The mining engineer and geologist Henry H. Hindshaw, of New York City, started the analysis to establish the commercial value of limestone in Northern Lower Michigan in January 1909. He looked over and evaluated certain properties in the northeastern part of Michigan, between the small lumbering community of Rogers City and the nearby open pit mine of Crawford's Quarry. In February, Hindshaw first drilled samples for the Solvay Process Company of Syracuse, New York. The limestone samples were found to be of commercially usable quality, so the company took an option to purchase all the surrounding land by the Lake Huron shore south of Rogers City. Hindshaw then returned to New York City and got in contact with William F. White of the White Investing Company. The investor showed an interest in the commercial development of the limestone.

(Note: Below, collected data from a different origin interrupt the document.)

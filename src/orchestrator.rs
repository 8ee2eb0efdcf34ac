// src/orchestrator.rs
// Drives one scraping cycle: fetch → extract → store → baseline → detect
// → notify, per itinerary, with a bounded worker pool. A failure at any
// stage is counted and the remaining itineraries keep going.

use crate::analyzer::TrendAnalyzer;
use crate::config::TrackerConfig;
use crate::detector::{DealDetector, Evaluation};
use crate::errors::ExtractionError;
use crate::fetcher::ContentFetcher;
use crate::notifier::NotificationDispatcher;
use crate::store::{AppendOutcome, SnapshotStore};
use crate::strategies::StrategyChain;
use crate::types::{DispatchOutcome, FetchTarget, RunSummary};
use chrono::Utc;
use futures::stream::{self, StreamExt};
use std::sync::Arc;
use std::time::{Duration, Instant};
use tracing::{error, info, warn};

enum TargetOutcome {
    FetchFailed,
    ExtractionFailed,
    Deduplicated,
    Stored { dispatch: Option<DispatchOutcome> },
    PersistenceFailed,
    SkippedTimeout,
}

pub struct RunOrchestrator {
    store: Arc<SnapshotStore>,
    fetcher: Box<dyn ContentFetcher>,
    chain: StrategyChain,
    analyzer: TrendAnalyzer,
    detector: DealDetector,
    dispatcher: NotificationDispatcher,
    worker_count: usize,
    run_timeout: Duration,
    site_change_fraction: f64,
}

impl RunOrchestrator {
    pub fn new(
        config: &TrackerConfig,
        store: Arc<SnapshotStore>,
        fetcher: Box<dyn ContentFetcher>,
        chain: StrategyChain,
        analyzer: TrendAnalyzer,
        detector: DealDetector,
        dispatcher: NotificationDispatcher,
    ) -> Self {
        Self {
            store,
            fetcher,
            chain,
            analyzer,
            detector,
            dispatcher,
            worker_count: config.worker_count,
            run_timeout: Duration::from_secs(config.run_timeout_secs),
            site_change_fraction: config.site_change_fraction,
        }
    }

    /// One full cycle over all tracked itineraries. Always returns a
    /// summary; per-itinerary failures stay inside it. Targets not yet
    /// started when the run deadline passes are skipped, in-flight ones
    /// are left to finish, and partial results stay committed.
    pub async fn run(&self, targets: &[FetchTarget]) -> RunSummary {
        let started = Instant::now();
        let deadline = started + self.run_timeout;
        info!(
            "🚀 Starting run: {} itineraries, {} workers, {}s budget",
            targets.len(),
            self.worker_count,
            self.run_timeout.as_secs()
        );

        let outcomes: Vec<TargetOutcome> = stream::iter(targets)
            .map(|target| self.process_target(target, deadline))
            .buffer_unordered(self.worker_count.max(1))
            .collect()
            .await;

        let mut summary = RunSummary {
            targets: targets.len(),
            elapsed_seconds: started.elapsed().as_secs_f64(),
            ..Default::default()
        };
        for outcome in outcomes {
            match outcome {
                TargetOutcome::FetchFailed => summary.fetch_failed += 1,
                TargetOutcome::ExtractionFailed => {
                    summary.fetched += 1;
                    summary.extraction_failed += 1;
                }
                TargetOutcome::Deduplicated => {
                    summary.fetched += 1;
                    summary.deduplicated += 1;
                }
                TargetOutcome::PersistenceFailed => {
                    summary.fetched += 1;
                    summary.persistence_failed += 1;
                }
                TargetOutcome::SkippedTimeout => summary.skipped_timeout += 1,
                TargetOutcome::Stored { dispatch } => {
                    summary.fetched += 1;
                    summary.new_snapshots += 1;
                    if let Some(outcome) = dispatch {
                        summary.deals_detected += 1;
                        match outcome {
                            DispatchOutcome::Sent => summary.notifications_sent += 1,
                            DispatchOutcome::Suppressed => summary.notifications_suppressed += 1,
                            DispatchOutcome::Failed => summary.notifications_failed += 1,
                        }
                    }
                }
            }
        }

        // Many extractors failing at once smells like a site redesign,
        // not per-itinerary flakiness
        if !targets.is_empty() {
            let failure_fraction = summary.extraction_failed as f64 / targets.len() as f64;
            summary.likely_site_change = failure_fraction >= self.site_change_fraction;
        }
        summary.elapsed_seconds = started.elapsed().as_secs_f64();

        self.log_summary(&summary);
        summary
    }

    async fn process_target(&self, target: &FetchTarget, deadline: Instant) -> TargetOutcome {
        if Instant::now() >= deadline {
            warn!("⏱️  Run budget spent, skipping {}", target.slug);
            return TargetOutcome::SkippedTimeout;
        }

        let capture = match self.fetcher.fetch(target).await {
            Ok(capture) => capture,
            Err(_) => return TargetOutcome::FetchFailed,
        };

        let captured_at = Utc::now();
        let snapshot = match self.chain.extract(&capture, captured_at) {
            Ok(snapshot) => snapshot,
            Err(ExtractionError::NoStrategyMatched) => {
                warn!("🧩 No strategy matched for {}", target.slug);
                return TargetOutcome::ExtractionFailed;
            }
            Err(e) => {
                warn!("🧩 Extraction failed for {}: {}", target.slug, e);
                return TargetOutcome::ExtractionFailed;
            }
        };

        // Baseline is computed from history *before* this observation so
        // a new record low actually registers as below the rolling minimum
        let baseline = self.analyzer.baseline(&snapshot.itinerary_key, captured_at).await;

        match self.store.append(snapshot.clone()).await {
            Ok(AppendOutcome::Deduplicated) => TargetOutcome::Deduplicated,
            Ok(AppendOutcome::Stored) => {
                let dispatch = match self.detector.evaluate(&snapshot, &baseline) {
                    Evaluation::Deal(deal) => Some(self.dispatcher.dispatch(&deal).await),
                    Evaluation::NoDeal => None,
                };
                TargetOutcome::Stored { dispatch }
            }
            Err(e) => {
                error!("🗄️  Persistence failed for {}: {}", target.slug, e);
                TargetOutcome::PersistenceFailed
            }
        }
    }

    fn log_summary(&self, summary: &RunSummary) {
        info!("🏁 Run complete in {:.1}s:", summary.elapsed_seconds);
        info!(
            "   Fetched {}/{} ({} fetch failures, {} skipped on timeout)",
            summary.fetched, summary.targets, summary.fetch_failed, summary.skipped_timeout
        );
        info!(
            "   Snapshots: {} new, {} deduplicated, {} extraction failures, {} persistence failures",
            summary.new_snapshots,
            summary.deduplicated,
            summary.extraction_failed,
            summary.persistence_failed
        );
        info!(
            "   Deals: {} detected → {} sent, {} suppressed, {} failed",
            summary.deals_detected,
            summary.notifications_sent,
            summary.notifications_suppressed,
            summary.notifications_failed
        );
        if summary.likely_site_change {
            warn!("🚨 Extraction failure rate suggests the site structure changed");
        }
    }
}

#[cfg(test)]
mod tests {
    use super::*;
    use crate::analyzer::TrendAnalyzer;
    use crate::errors::{FetchError, NotificationError};
    use crate::notifier::NotificationChannel;
    use crate::types::{DealEvent, RawCapture};
    use async_trait::async_trait;
    use chrono::Utc;
    use std::collections::HashMap;
    use std::path::Path;
    use std::sync::atomic::{AtomicUsize, Ordering};

    const FIXTURE: &str = r#"{"price": "$799", "ship": "Oasis of the Seas", "departure_port": "Cape Liberty, NJ", "nights": 7}"#;

    /// Serves canned bodies by slug; slugs without a body 404.
    struct CannedFetcher {
        bodies: HashMap<String, String>,
    }

    #[async_trait]
    impl ContentFetcher for CannedFetcher {
        async fn fetch(&self, target: &FetchTarget) -> Result<RawCapture, FetchError> {
            match self.bodies.get(&target.slug) {
                Some(body) => Ok(RawCapture {
                    target_slug: target.slug.clone(),
                    url: target.url.clone(),
                    http_status: Some(200),
                    body: body.clone(),
                    fetched_at: Utc::now(),
                }),
                None => Err(FetchError::Permanent {
                    url: target.url.clone(),
                    reason: "HTTP 404".to_string(),
                }),
            }
        }
    }

    struct SilentChannel {
        deliveries: Arc<AtomicUsize>,
    }

    #[async_trait]
    impl NotificationChannel for SilentChannel {
        fn name(&self) -> &'static str {
            "silent"
        }

        async fn deliver(&self, _deal: &DealEvent) -> Result<(), NotificationError> {
            self.deliveries.fetch_add(1, Ordering::SeqCst);
            Ok(())
        }
    }

    fn target(slug: &str) -> FetchTarget {
        FetchTarget {
            slug: slug.to_string(),
            url: format!("https://example.com/{}", slug),
        }
    }

    fn orchestrator(
        data_dir: &Path,
        bodies: HashMap<String, String>,
        run_timeout_secs: u64,
    ) -> RunOrchestrator {
        let mut config = crate::config::TrackerConfig::from_env();
        config.data_dir = data_dir.to_path_buf();
        config.run_timeout_secs = run_timeout_secs;
        config.worker_count = 2;

        let store = Arc::new(SnapshotStore::open(data_dir, config.run_window_minutes).unwrap());
        let chain =
            StrategyChain::from_config(&crate::config::SelectorConfig::default(), 730).unwrap();
        let analyzer = TrendAnalyzer::new(&config, Arc::clone(&store));
        let detector = DealDetector::new(&config);
        let dispatcher = NotificationDispatcher::new(
            &config,
            Box::new(SilentChannel { deliveries: Arc::new(AtomicUsize::new(0)) }),
        )
        .unwrap();

        RunOrchestrator::new(
            &config,
            store,
            Box::new(CannedFetcher { bodies }),
            chain,
            analyzer,
            detector,
            dispatcher,
        )
    }

    #[tokio::test]
    async fn one_failing_target_does_not_abort_the_rest() {
        let dir = tempfile::tempdir().unwrap();
        let bodies = HashMap::from([
            ("good-1".to_string(), FIXTURE.to_string()),
            ("good-2".to_string(), FIXTURE.replace("Oasis", "Wonder")),
        ]);
        let orchestrator = orchestrator(dir.path(), bodies, 300);

        let summary = orchestrator
            .run(&[target("good-1"), target("broken"), target("good-2")])
            .await;

        assert_eq!(summary.targets, 3);
        assert_eq!(summary.fetch_failed, 1);
        assert_eq!(summary.fetched, 2);
        assert_eq!(summary.new_snapshots, 2);
        assert_eq!(summary.skipped_timeout, 0);
    }

    #[tokio::test]
    async fn unparseable_content_counts_as_extraction_failure() {
        let dir = tempfile::tempdir().unwrap();
        let bodies = HashMap::from([
            ("junk-1".to_string(), "<html>cookie banner</html>".to_string()),
            ("good-1".to_string(), FIXTURE.to_string()),
        ]);
        let orchestrator = orchestrator(dir.path(), bodies, 300);

        let summary = orchestrator.run(&[target("junk-1"), target("good-1")]).await;

        assert_eq!(summary.fetched, 2);
        assert_eq!(summary.extraction_failed, 1);
        assert_eq!(summary.new_snapshots, 1);
        assert!(summary.likely_site_change, "half the targets failing extraction is the default alarm threshold");
    }

    #[tokio::test]
    async fn isolated_extraction_failures_do_not_raise_the_site_change_flag() {
        let dir = tempfile::tempdir().unwrap();
        let bodies = HashMap::from([
            ("junk-1".to_string(), "<html>cookie banner</html>".to_string()),
            ("good-1".to_string(), FIXTURE.to_string()),
            ("good-2".to_string(), FIXTURE.replace("Oasis", "Wonder")),
        ]);
        let orchestrator = orchestrator(dir.path(), bodies, 300);

        let summary = orchestrator
            .run(&[target("junk-1"), target("good-1"), target("good-2")])
            .await;

        assert_eq!(summary.extraction_failed, 1);
        assert!(!summary.likely_site_change);
    }

    #[tokio::test]
    async fn spent_run_budget_skips_unstarted_targets() {
        let dir = tempfile::tempdir().unwrap();
        let bodies = HashMap::from([("good-1".to_string(), FIXTURE.to_string())]);
        let orchestrator = orchestrator(dir.path(), bodies, 0);

        let summary = orchestrator.run(&[target("good-1"), target("good-2")]).await;

        assert_eq!(summary.skipped_timeout, 2);
        assert_eq!(summary.fetched, 0);
        assert_eq!(summary.new_snapshots, 0);
    }

    #[tokio::test]
    async fn rerun_within_the_window_deduplicates() {
        let dir = tempfile::tempdir().unwrap();
        let bodies = HashMap::from([("good-1".to_string(), FIXTURE.to_string())]);
        let orchestrator = orchestrator(dir.path(), bodies, 300);

        let first = orchestrator.run(&[target("good-1")]).await;
        let second = orchestrator.run(&[target("good-1")]).await;

        assert_eq!(first.new_snapshots, 1);
        assert_eq!(second.new_snapshots, 0);
        assert_eq!(second.deduplicated, 1);
    }
}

Hindshaw originally bought the land with the hope of using the Limestone directly as building material, i.e., stone facades. (Note: Cf. e.g., Indiana Limestone) That aspiration was misplaced; and was displaced by the realization that this would be marketable as a commodity for its chemical composition.

Limestone is a raw material essential in the industry. Major uses are for various aggregates, road-base stone cement, manufacture flux for iron and steel production, railroad ballast, mine dusting, and lime manufacture. Hindshaw determined the value was high due to the unusually high grade and purity of the limestone deposit underground in the northeastern region of Lower Michigan along the shore of Lake Huron, near Alpena and south of Rogers City. The quality and size of the limestone deposit at Rogers City, and the availability of easy water transportation, led to the development of the quarry and a port. Both quarry and port are named "Calcite," after the principal ingredient of limestone.

===Quarry===
It is the largest limestone quarry in the world, measuring 4 miles long by 1.5 mile wide, amounting to 8924 acres. It features mega loader vehicles that haul up to 195 t, that is 390000 lbs, in single trucks that have tires measuring 13 feet in height.

The quarry and plant are currently owned and operated by Carmeuse Lime and Stone, with 115 employees. It has been described as a "man made Grand Canyon," as it is more than 150 feet deep.

This is one of several dozen limestone quarries that have been located in Michigan. The Michigan Basin encompasses large areas of limestone bedrock.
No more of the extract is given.